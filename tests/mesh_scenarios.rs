// SPDX-License-Identifier: Apache-2.0
// Copyright (c) 2025 Polyframe Inc.

//! Mesh lifecycle scenarios: consolidation, inclusion modes, rebuilds

use approx::assert_relative_eq;
use meshgroup::geometry::{BoundingBox, Facet, Mesh};
use nalgebra::{Point3, Vector3};

fn p(x: f64, y: f64, z: f64) -> Point3<f64> {
    Point3::new(x, y, z)
}

/// Two unit right triangles sharing the edge (1,0,0)-(0,1,0). The second
/// triangle repeats the shared corners with a small offset.
fn split_square(offset: f64) -> Vec<Facet<f64>> {
    vec![
        Facet::new([p(0.0, 0.0, 0.0), p(1.0, 0.0, 0.0), p(0.0, 1.0, 0.0)], 0),
        Facet::new(
            [
                p(1.0 + offset, 0.0, 0.0),
                p(1.0, 1.0, 0.0),
                p(0.0, 1.0 + offset, 0.0),
            ],
            1,
        ),
    ]
}

#[test]
fn test_shared_edge_consolidates_to_four_vertices() {
    let mesh = Mesh::from_facets(&split_square(5e-11), 1e-10);
    assert_eq!(mesh.vertex_count(), 4);
    assert_eq!(mesh.triangle_count(), 2);
    assert_relative_eq!(mesh.total_area(), 1.0, epsilon = 1e-9);

    // both triangles reference the same shared corners
    let a = mesh.triangle(0).unwrap().vertex_indices();
    let b = mesh.triangle(1).unwrap().vertex_indices();
    assert_eq!(a[1], b[0]);
    assert_eq!(a[2], b[2]);
}

#[test]
fn test_offset_beyond_tolerance_keeps_vertices_apart() {
    let mesh = Mesh::from_facets(&split_square(1e-9), 1e-10);
    assert_eq!(mesh.vertex_count(), 6);

    let mesh = Mesh::from_facets(&split_square(1e-9), 1e-8);
    assert_eq!(mesh.vertex_count(), 4);
    assert_relative_eq!(mesh.total_area(), 1.0, epsilon = 1e-7);
}

#[test]
fn test_every_mode_needs_all_corners() {
    let facet = Facet::new([p(0.0, 0.0, 0.0), p(2.0, 0.0, 0.0), p(0.0, 2.0, 0.0)], 0);
    let mesh = Mesh::from_facets(&[facet], 1e-10);

    // holds (0,0,0) and (2,0,0) but not (0,2,0)
    let query = BoundingBox::from_corners(p(-1.0, -1.0, -1.0), p(3.0, 1.0, 1.0));
    assert_eq!(mesh.search(&query, true).len(), 0);
    assert_eq!(mesh.search(&query, false).len(), 1);
    assert_eq!(mesh.linear_search(&query, true).len(), 0);
    assert_eq!(mesh.linear_search(&query, false).len(), 1);
}

#[test]
fn test_add_then_rebuild_indexes_every_triangle_once() {
    let mut mesh = Mesh::from_facets(&split_square(0.0), 1e-10);
    let extra: Vec<Facet<f64>> = (0..40)
        .map(|i| {
            let x = 2.0 + i as f64;
            Facet::new([p(x, 0.0, 0.0), p(x + 1.0, 0.0, 0.0), p(x, 1.0, 0.5)], 10 + i)
        })
        .collect();
    let report = mesh.add(&extra);
    assert_eq!(report.added, 40);
    assert!(mesh.is_dirty());
    assert!(mesh.rebuild());

    let mut ids: Vec<u32> = mesh
        .search(&mesh.bounding_box(), false)
        .iter()
        .map(|t| t.id())
        .collect();
    ids.sort_unstable();
    let expected: Vec<u32> = [0, 1].into_iter().chain(10..50).collect();
    assert_eq!(ids, expected);
}

#[test]
fn test_add_keeps_resident_triangle_on_id_collision() {
    let mut mesh = Mesh::from_facets(&split_square(0.0), 1e-10);
    let clash = Facet::new([p(5.0, 5.0, 5.0), p(6.0, 5.0, 5.0), p(5.0, 6.0, 5.0)], 1);
    let report = mesh.add(&[clash]);
    assert_eq!(report.added, 0);
    assert_eq!(report.duplicate_ids, vec![1]);
    mesh.rebuild();
    assert_eq!(mesh.triangle_count(), 2);
    // the clashing triangle's vertices were orphaned and removed
    assert_eq!(mesh.vertex_count(), 4);
    assert!(mesh.bounding_box().max.x <= 1.0);
}

#[test]
fn test_initialize_keeps_ids_unique() {
    let facets = vec![
        Facet::new([p(0.0, 0.0, 0.0), p(1.0, 0.0, 0.0), p(0.0, 1.0, 0.0)], 5),
        Facet::new([p(3.0, 0.0, 0.0), p(4.0, 0.0, 0.0), p(3.0, 1.0, 0.0)], 5),
        Facet::new([p(0.0, 0.0, 2.0), p(1.0, 0.0, 2.0), p(0.0, 1.0, 2.0)], 2),
    ];
    let mut mesh = Mesh::from_facets(&facets, 1e-10);
    let ids: Vec<u32> = mesh.iter().map(|t| t.id()).collect();
    assert_eq!(ids, vec![2, 5]);
    // the dropped triangle left no vertices behind
    assert_eq!(mesh.vertex_count(), 6);
    assert!(mesh.bounding_box().max.x <= 1.0);

    let report = mesh.add(&[]);
    assert_eq!(report.added, 0);
    assert!(report.duplicate_ids.is_empty());

    let report = mesh.add(&[
        Facet::new([p(5.0, 0.0, 0.0), p(6.0, 0.0, 0.0), p(5.0, 1.0, 0.0)], 9),
        Facet::new([p(7.0, 0.0, 0.0), p(8.0, 0.0, 0.0), p(7.0, 1.0, 0.0)], 9),
    ]);
    assert_eq!(report.added, 1);
    assert_eq!(report.duplicate_ids, vec![9]);
    assert_eq!(mesh.triangle_count(), 3);
}

#[test]
fn test_supplied_normal_is_stored_unit_length() {
    let mut facet = Facet::new([p(0.0, 0.0, 0.0), p(1.0, 0.0, 0.0), p(0.0, 1.0, 0.0)], 0);
    facet.normal = Vector3::new(0.0, 0.0, 4.0);
    let mesh = Mesh::from_facets(&[facet], 1e-10);
    assert_relative_eq!(mesh.triangle(0).unwrap().normal(), Vector3::z(), epsilon = 1e-12);
}

#[test]
fn test_queries_on_dirty_mesh_do_not_panic() {
    let mut mesh = Mesh::from_facets(&split_square(0.0), 1e-10);
    mesh.add(&[Facet::new([p(3.0, 0.0, 0.0), p(4.0, 0.0, 0.0), p(3.0, 1.0, 0.0)], 7)]);
    let query = BoundingBox::from_corners(p(-10.0, -10.0, -10.0), p(10.0, 10.0, 10.0));
    // the index still reflects the two-triangle build
    assert_eq!(mesh.search(&query, false).len(), 2);
    assert_eq!(mesh.linear_search(&query, false).len(), 3);
    assert!(mesh.nearest(&p(3.2, 0.2, 0.0)).is_some());
}

#[test]
fn test_rescale_and_external_ids() {
    let mut mesh = Mesh::from_facets(&split_square(0.0), 1e-10);
    mesh.rescale(2.0).unwrap();
    assert_relative_eq!(mesh.total_area(), 4.0, epsilon = 1e-12);
    assert_eq!(mesh.bounding_box().max, p(2.0, 2.0, 0.0));
    assert!(mesh.rescale(f64::NAN).is_err());

    mesh.set_all_external_ids(17);
    assert!(mesh.iter().all(|t| t.external_id() == 17 && t.has_external_id()));
}

#[test]
fn test_nearest_by_centroid() {
    let mesh = Mesh::from_facets(&split_square(0.0), 1e-10);
    let near_origin = mesh.nearest(&p(0.0, 0.0, 0.0)).unwrap();
    assert_eq!(near_origin.id(), 0);
    let far_corner = mesh.nearest(&p(1.0, 1.0, 0.0)).unwrap();
    assert_eq!(far_corner.id(), 1);
    assert_eq!(mesh.linear_nearest(&p(1.0, 1.0, 0.0)).unwrap().id(), 1);
}

#[test]
fn test_buffers_reject_short_input() {
    let mut mesh = Mesh::<f64>::new(1e-10);
    let vertices = [0.0, 0.0, 0.0, 1.0, 0.0, 0.0, 0.0, 1.0, 0.0];
    mesh.initialize_from_buffers(&vertices, &[3], 0, 0, 1).unwrap();
    assert_eq!(mesh.triangle_count(), 1);
    assert_eq!(mesh.triangle(0).unwrap().id(), 3);
    assert!(mesh.add_from_buffers(&vertices, &[4], 0, 0, 2).is_err());
}
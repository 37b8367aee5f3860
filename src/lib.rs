// SPDX-License-Identifier: Apache-2.0
// Copyright (c) 2025 Polyframe Inc.

//! meshgroup
//!
//! Named hierarchies of triangulated surfaces. Every leaf group owns a mesh
//! whose vertices are consolidated within a tolerance and whose triangles are
//! indexed by a bounding-box partition tree for range and nearest queries.
//! Geometry is read from and written to ASCII and binary STL, the hierarchy
//! from TOML configuration files.

pub mod config;
pub mod error;
pub mod geometry;
pub mod group;
pub mod io;

pub use config::ConfigNode;
pub use error::{Error, Result};
pub use geometry::{BoundingBox, Facet, Mesh, Real, SpatialTree, TriangleId, TriangleRef, VertexRegistry};
pub use group::{GroupBehavior, GroupFactory, GroupId, GroupSpec, GroupTree, MoveParams};
pub use io::MeshFormat;

use std::path::Path;

/// Build a group tree from a configuration file, loading all leaf geometry
/// with coordinates multiplied by `scale`.
pub fn load<T: Real>(config: impl AsRef<Path>, scale: T) -> Result<GroupTree<T>> {
    let mut tree = GroupTree::new();
    tree.load(config, scale)?;
    Ok(tree)
}

#[cfg(test)]
mod tests {
    use super::*;

    #[test]
    fn test_load_missing_config() {
        let err = load::<f64>("does/not/exist.toml", 1.0).unwrap_err();
        assert!(matches!(err, Error::FileOpen { .. }));
    }
}
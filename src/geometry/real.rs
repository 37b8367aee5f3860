// SPDX-License-Identifier: Apache-2.0
// Copyright (c) 2025 Polyframe Inc.

//! Scalar abstraction over single and double precision.
//!
//! One system instance picks one scalar type; the binary codec writes
//! coordinates with the width of that type.

use nalgebra::RealField;
use serde::de::DeserializeOwned;
use serde::Serialize;
use std::fmt;

/// Floating-point scalar usable for coordinates.
pub trait Real:
    RealField + Copy + Default + fmt::Display + Serialize + DeserializeOwned + Send + Sync
{
    /// Encoded width in the binary mesh dialect.
    const BYTES: usize;

    /// Converts an `f64` literal or parsed value into this scalar.
    fn narrow(value: f64) -> Self;

    /// Converts this scalar to `f64`.
    fn widen(self) -> f64;

    fn infinity() -> Self;

    fn neg_infinity() -> Self;

    /// Decodes one scalar from exactly [`Real::BYTES`] bytes.
    fn decode(bytes: &[u8], big_endian: bool) -> Self;

    /// Appends this scalar in host-native byte order.
    fn encode(self, out: &mut Vec<u8>);

    /// Absolute value without going through the overlapping `abs` methods of
    /// the numeric supertraits.
    fn magnitude(self) -> Self {
        if self < Self::narrow(0.0) {
            -self
        } else {
            self
        }
    }
}

impl Real for f32 {
    const BYTES: usize = 4;

    fn narrow(value: f64) -> Self {
        value as f32
    }

    fn widen(self) -> f64 {
        self as f64
    }

    fn infinity() -> Self {
        f32::INFINITY
    }

    fn neg_infinity() -> Self {
        f32::NEG_INFINITY
    }

    fn decode(bytes: &[u8], big_endian: bool) -> Self {
        let mut raw = [0u8; 4];
        raw.copy_from_slice(&bytes[..4]);
        if big_endian {
            f32::from_be_bytes(raw)
        } else {
            f32::from_le_bytes(raw)
        }
    }

    fn encode(self, out: &mut Vec<u8>) {
        out.extend_from_slice(&self.to_ne_bytes());
    }
}

impl Real for f64 {
    const BYTES: usize = 8;

    fn narrow(value: f64) -> Self {
        value
    }

    fn widen(self) -> f64 {
        self
    }

    fn infinity() -> Self {
        f64::INFINITY
    }

    fn neg_infinity() -> Self {
        f64::NEG_INFINITY
    }

    fn decode(bytes: &[u8], big_endian: bool) -> Self {
        let mut raw = [0u8; 8];
        raw.copy_from_slice(&bytes[..8]);
        if big_endian {
            f64::from_be_bytes(raw)
        } else {
            f64::from_le_bytes(raw)
        }
    }

    fn encode(self, out: &mut Vec<u8>) {
        out.extend_from_slice(&self.to_ne_bytes());
    }
}

/// Formats a value with six significant digits, switching to exponent
/// notation for very large or very small magnitudes.
pub fn format_significant(value: f64) -> String {
    const DIGITS: i32 = 6;

    if value == 0.0 || !value.is_finite() {
        return if value == 0.0 {
            "0".to_string()
        } else {
            value.to_string()
        };
    }

    let exponent = value.abs().log10().floor() as i32;
    if exponent < -5 || exponent >= DIGITS {
        let text = format!("{:.*e}", (DIGITS - 1) as usize, value);
        let (mantissa, exp) = match text.split_once('e') {
            Some(parts) => parts,
            None => return text,
        };
        let exp: i32 = exp.parse().unwrap_or(0);
        let sign = if exp < 0 { '-' } else { '+' };
        format!("{}e{}{:02}", trim_fraction(mantissa), sign, exp.abs())
    } else {
        let decimals = (DIGITS - 1 - exponent).max(0) as usize;
        trim_fraction(&format!("{:.*}", decimals, value)).to_string()
    }
}

fn trim_fraction(text: &str) -> &str {
    if text.contains('.') {
        text.trim_end_matches('0').trim_end_matches('.')
    } else {
        text
    }
}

■ ■ ■ ■ ■ ■ ■

Where does the word "extra" appear in the material above? Copy every line that holds it.

    let extra: Vec<Facet<f64>> = (0..40)
    let report = mesh.add(&extra);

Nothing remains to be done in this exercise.